Work request>
Each line of the data should be transcribed exactly as given.

(Stored records)
• • •

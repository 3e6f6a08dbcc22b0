use std::time::Duration;

use axum::http::header::{COOKIE, SET_COOKIE};
use axum::http::{HeaderMap, HeaderValue};

use crate::auth::claims::Role;

pub const TOKEN_COOKIE: &str = "token";
/// Display-only mirror of the role for the frontend. Authorization always
/// re-derives the role from the verified token, never from this cookie.
pub const ROLE_COOKIE: &str = "role";

fn cookie_value(headers: &HeaderMap, name: &str) -> Option<String> {
    let raw = headers.get(COOKIE)?.to_str().ok()?;
    raw.split(';')
        .filter_map(|part| part.trim().split_once('='))
        .find(|(key, _)| *key == name)
        .map(|(_, value)| value.to_string())
}

pub fn token_from_headers(headers: &HeaderMap) -> Option<String> {
    cookie_value(headers, TOKEN_COOKIE)
}

fn set_cookie(
    name: &str,
    value: &str,
    max_age: Duration,
    secure: bool,
) -> anyhow::Result<HeaderValue> {
    let mut cookie = format!(
        "{}={}; Path=/; HttpOnly; Max-Age={}; SameSite=None",
        name,
        value,
        max_age.as_secs()
    );
    if secure {
        cookie.push_str("; Secure");
    }
    Ok(HeaderValue::from_str(&cookie)?)
}

fn expire_cookie(name: &str, secure: bool) -> anyhow::Result<HeaderValue> {
    let mut cookie = format!(
        "{}=deleted; Path=/; HttpOnly; Expires=Thu, 01 Jan 1970 00:00:00 GMT; Max-Age=0; SameSite=None",
        name
    );
    if secure {
        cookie.push_str("; Secure");
    }
    Ok(HeaderValue::from_str(&cookie)?)
}

/// Set-Cookie headers for a fresh session: the signed token plus the
/// display-only role mirror.
pub fn session_headers(
    token: &str,
    role: Role,
    max_age: Duration,
    secure: bool,
) -> anyhow::Result<HeaderMap> {
    let mut headers = HeaderMap::new();
    headers.append(SET_COOKIE, set_cookie(TOKEN_COOKIE, token, max_age, secure)?);
    headers.append(
        SET_COOKIE,
        set_cookie(ROLE_COOKIE, role.as_str(), max_age, secure)?,
    );
    Ok(headers)
}

/// Set-Cookie headers expiring both session cookies.
pub fn clear_session_headers(secure: bool) -> anyhow::Result<HeaderMap> {
    let mut headers = HeaderMap::new();
    headers.append(SET_COOKIE, expire_cookie(TOKEN_COOKIE, secure)?);
    headers.append(SET_COOKIE, expire_cookie(ROLE_COOKIE, secure)?);
    Ok(headers)
}

#[cfg(test)]
mod tests {
    use super::*;

    #[test]
    fn parses_token_from_cookie_header() {
        let mut headers = HeaderMap::new();
        headers.insert(
            COOKIE,
            HeaderValue::from_static("role=user; token=abc.def.ghi"),
        );
        assert_eq!(token_from_headers(&headers).as_deref(), Some("abc.def.ghi"));
    }

    #[test]
    fn missing_token_cookie_is_none() {
        let mut headers = HeaderMap::new();
        headers.insert(COOKIE, HeaderValue::from_static("role=admin"));
        assert_eq!(token_from_headers(&headers), None);
        assert_eq!(token_from_headers(&HeaderMap::new()), None);
    }

    #[test]
    fn session_headers_set_both_cookies() {
        let headers =
            session_headers("tok", Role::Admin, Duration::from_secs(604_800), false).unwrap();
        let cookies: Vec<_> = headers
            .get_all(SET_COOKIE)
            .iter()
            .map(|v| v.to_str().unwrap().to_string())
            .collect();
        assert_eq!(cookies.len(), 2);
        assert!(cookies[0].starts_with("token=tok;"));
        assert!(cookies[0].contains("HttpOnly"));
        assert!(cookies[0].contains("Max-Age=604800"));
        assert!(cookies[0].contains("SameSite=None"));
        assert!(!cookies[0].contains("Secure"));
        assert!(cookies[1].starts_with("role=admin;"));
    }

    #[test]
    fn secure_attribute_only_in_production_mode() {
        let headers =
            session_headers("tok", Role::User, Duration::from_secs(60), true).unwrap();
        for value in headers.get_all(SET_COOKIE) {
            assert!(value.to_str().unwrap().ends_with("; Secure"));
        }
    }

    #[test]
    fn clear_headers_expire_both_cookies() {
        let headers = clear_session_headers(false).unwrap();
        let cookies: Vec<_> = headers
            .get_all(SET_COOKIE)
            .iter()
            .map(|v| v.to_str().unwrap().to_string())
            .collect();
        assert_eq!(cookies.len(), 2);
        assert!(cookies.iter().all(|c| c.contains("Max-Age=0")));
    }
}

• • •

The completed task>
repository 3e6f6a08dbcc22b0
use std::time::Duration;

use axum::http::header::{COOKIE, SET_COOKIE};
use axum::http::{HeaderMap, HeaderValue};

use crate::auth::claims::Role;

pub const TOKEN_COOKIE: &str = "token";
/// Display-only mirror of the role for the frontend. Authorization always
/// re-derives the role from the verified token, never from this cookie.
pub const ROLE_COOKIE: &str = "role";

fn cookie_value(headers: &HeaderMap, name: &str) -> Option<String> {
    let raw = headers.get(COOKIE)?.to_str().ok()?;
    raw.split(';')
        .filter_map(|part| part.trim().split_once('='))
        .find(|(key, _)| *key == name)
        .map(|(_, value)| value.to_string())
}

pub fn token_from_headers(headers: &HeaderMap) -> Option<String> {
    cookie_value(headers, TOKEN_COOKIE)
}

fn set_cookie(
    name: &str,
    value: &str,
    max_age: Duration,
    secure: bool,
) -> anyhow::Result<HeaderValue> {
    let mut cookie = format!(
        "{}={}; Path=/; HttpOnly; Max-Age={}; SameSite=None",
        name,
        value,
        max_age.as_secs()
    );
    if secure {
        cookie.push_str("; Secure");
    }
    Ok(HeaderValue::from_str(&cookie)?)
}

fn expire_cookie(name: &str, secure: bool) -> anyhow::Result<HeaderValue> {
    let mut cookie = format!(
        "{}=deleted; Path=/; HttpOnly; Expires=Thu, 01 Jan 1970 00:00:00 GMT; Max-Age=0; SameSite=None",
        name
    );
    if secure {
        cookie.push_str("; Secure");
    }
    Ok(HeaderValue::from_str(&cookie)?)
}

/// Set-Cookie headers for a fresh session: the signed token plus the
/// display-only role mirror.
pub fn session_headers(
    token: &str,
    role: Role,
    max_age: Duration,
    secure: bool,
) -> anyhow::Result<HeaderMap> {
    let mut headers = HeaderMap::new();
    headers.append(SET_COOKIE, set_cookie(TOKEN_COOKIE, token, max_age, secure)?);
    headers.append(
        SET_COOKIE,
        set_cookie(ROLE_COOKIE, role.as_str(), max_age, secure)?,
    );
    Ok(headers)
}

/// Set-Cookie headers expiring both session cookies.
pub fn clear_session_headers(secure: bool) -> anyhow::Result<HeaderMap> {
    let mut headers = HeaderMap::new();
    headers.append(SET_COOKIE, expire_cookie(TOKEN_COOKIE, secure)?);
    headers.append(SET_COOKIE, expire_cookie(ROLE_COOKIE, secure)?);
    Ok(headers)
}

#[cfg(test)]
mod tests {
    use super::*;

    #[test]
    fn parses_token_from_cookie_header() {
        let mut headers = HeaderMap::new();
        headers.insert(
            COOKIE,
            HeaderValue::from_static("role=user; token=abc.def.ghi"),
        );
        assert_eq!(token_from_headers(&headers).as_deref(), Some("abc.def.ghi"));
    }

    #[test]
    fn missing_token_cookie_is_none() {
        let mut headers = HeaderMap::new();
        headers.insert(COOKIE, HeaderValue::from_static("role=admin"));
        assert_eq!(token_from_headers(&headers), None);
        assert_eq!(token_from_headers(&HeaderMap::new()), None);
    }

    #[test]
    fn session_headers_set_both_cookies() {
        let headers =
            session_headers("tok", Role::Admin, Duration::from_secs(604_800), false).unwrap();
        let cookies: Vec<_> = headers
            .get_all(SET_COOKIE)
            .iter()
            .map(|v| v.to_str().unwrap().to_string())
            .collect();
        assert_eq!(cookies.len(), 2);
        assert!(cookies[0].starts_with("token=tok;"));
        assert!(cookies[0].contains("HttpOnly"));
        assert!(cookies[0].contains("Max-Age=604800"));
        assert!(cookies[0].contains("SameSite=None"));
        assert!(!cookies[0].contains("Secure"));
        assert!(cookies[1].starts_with("role=admin;"));
    }

    #[test]
    fn secure_attribute_only_in_production_mode() {
        let headers =
            session_headers("tok", Role::User, Duration::from_secs(60), true).unwrap();
        for value in headers.get_all(SET_COOKIE) {
            assert!(value.to_str().unwrap().ends_with("; Secure"));
        }
    }

    #[test]
    fn clear_headers_expire_both_cookies() {
        let headers = clear_session_headers(false).unwrap();
        let cookies: Vec<_> = headers
            .get_all(SET_COOKIE)
            .iter()
            .map(|v| v.to_str().unwrap().to_string())
            .collect();
        assert_eq!(cookies.len(), 2);
        assert!(cookies.iter().all(|c| c.contains("Max-Age=0")));
    }
}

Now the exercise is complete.